Cafe Society

My Brother's has a legal date with Brothers Bar & Grill

Brothers, where art thou?

When Jim Karagas, owner of My Brother's Bar, Denver's oldest continually operating saloon and a joint he's run for forty of its 120-odd years, heard that Brothers Bar & Grill, a Wisconsin-based chain, planned to open an outpost in town, he was concerned that it might cause some confusion in the marketplace -- particularly since his joint, which he bought with brother Angelo back in 1970, is frequently referred to by its many fans as "Brother's."

So on March 3, Karagas's attorney sent a letter to the Brothers franchisee, asking that the company discontinue the use of the word "Brothers" in Denver and arguing that it "appears to be an attempt to unfairly trade on and benefit from [My] Brother's forty years' excellent reputation and goodwill."

Marc and Eric Fortney, the brothers who founded Brothers Bar & Grill in 1990, disagreed. They counted 67 other businesses in the Denver marketplace that use the word "Brothers" -- Brothers BBQ among them (Uptown Brothers would soon make it 68) -- and went directly to U.S. District Court in early May, asking the judge to rule that they had a right to use the Brothers name in Denver.

The judge hadn't ruled by the time they opened their joint at the end of May, under the Brothers name. And if you've been to both bars, you'd never confuse them: Brothers is a giant sports bar (read Drew Bixby's Drunk of the Week on Brothers here); My Brother's is a quirky spot that plays classical music and doesn't even have a television.

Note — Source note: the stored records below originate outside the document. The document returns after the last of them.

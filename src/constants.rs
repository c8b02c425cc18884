//! Interaction constants.
//!
//! Centralizes the pixel bands, timings and offsets used by the pointer
//! handlers. Every value here is also the default of the matching field in
//! [`crate::settings::InteractionSettings`].

// ============================================================================
// Resize Handles
// ============================================================================

/// Leading resize band for row-header and corner-header cells
pub const HEADER_HANDLE_LEADING: f32 = 5.0;

/// Trailing resize band for row-header and corner-header cells
pub const HEADER_HANDLE_TRAILING: f32 = 6.0;

/// Leading resize band for column-header cells (headers are visually thinner)
pub const COLUMN_HEADER_HANDLE_LEADING: f32 = 2.0;

/// Trailing resize band for column-header cells
pub const COLUMN_HEADER_HANDLE_TRAILING: f32 = 3.0;

// ============================================================================
// Column Header Rows
// ============================================================================

/// Column-header row holding the statistics filter bins
pub const FILTER_ROW: usize = 0;

/// Column-header row holding the column labels
pub const LABEL_ROW: usize = 1;

// ============================================================================
// Autoscroll
// ============================================================================

/// Fastest autoscroll repeat interval in milliseconds
pub const AUTOSCROLL_MIN_INTERVAL_MS: f32 = 5.0;

/// Interval added on top of the minimum right at the edge threshold
pub const AUTOSCROLL_RAMP_MS: f32 = 120.0;

/// Distance past the edge over which the interval ramps down to the minimum
pub const AUTOSCROLL_RAMP_DISTANCE: f32 = 128.0;

// ============================================================================
// Overlays
// ============================================================================

/// Horizontal tooltip offset from the pointer
pub const TOOLTIP_OFFSET_X: f32 = 12.0;

/// Vertical tooltip offset from the pointer
pub const TOOLTIP_OFFSET_Y: f32 = 14.0;

/// Inset of the inline editor inside the edited cell
pub const EDITOR_INSET: f32 = 2.0;

// ============================================================================
// Settings
// ============================================================================

/// Directory name under the platform config dir
pub const SETTINGS_DIR: &str = "gridpointer";

/// Settings file name
pub const SETTINGS_FILE: &str = "settings.json";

But for those who just hear the name "Brothers," there's been plenty of confusion. While the owners of Brothers were renovating their building at 1920 Market Street -- a spot that's been a number of bars and restaurants, as well as the set of The Real World: Denver -- some expensive electrical equipment for the project was delivered to My Brother's, located a mile away at 2376 15th Street. Job applicants stopped by My Brother's to drop off their resumés for Brothers. And ten days ago, supporters of John Hickenlooper's campaign for governor kept stopping by My Brother's, asking about a Hickenlooper fundraiser that was actually held at Brothers.

On Friday, attorneys for Brothers and Brother's will meet for a required settlement conference. Jon Kottke, Karagas's longtime lawyer, isn't optimistic that they'll reach a deal. "The other side has not reached out at all to suggest anything," he says. "There's been no substantive talk."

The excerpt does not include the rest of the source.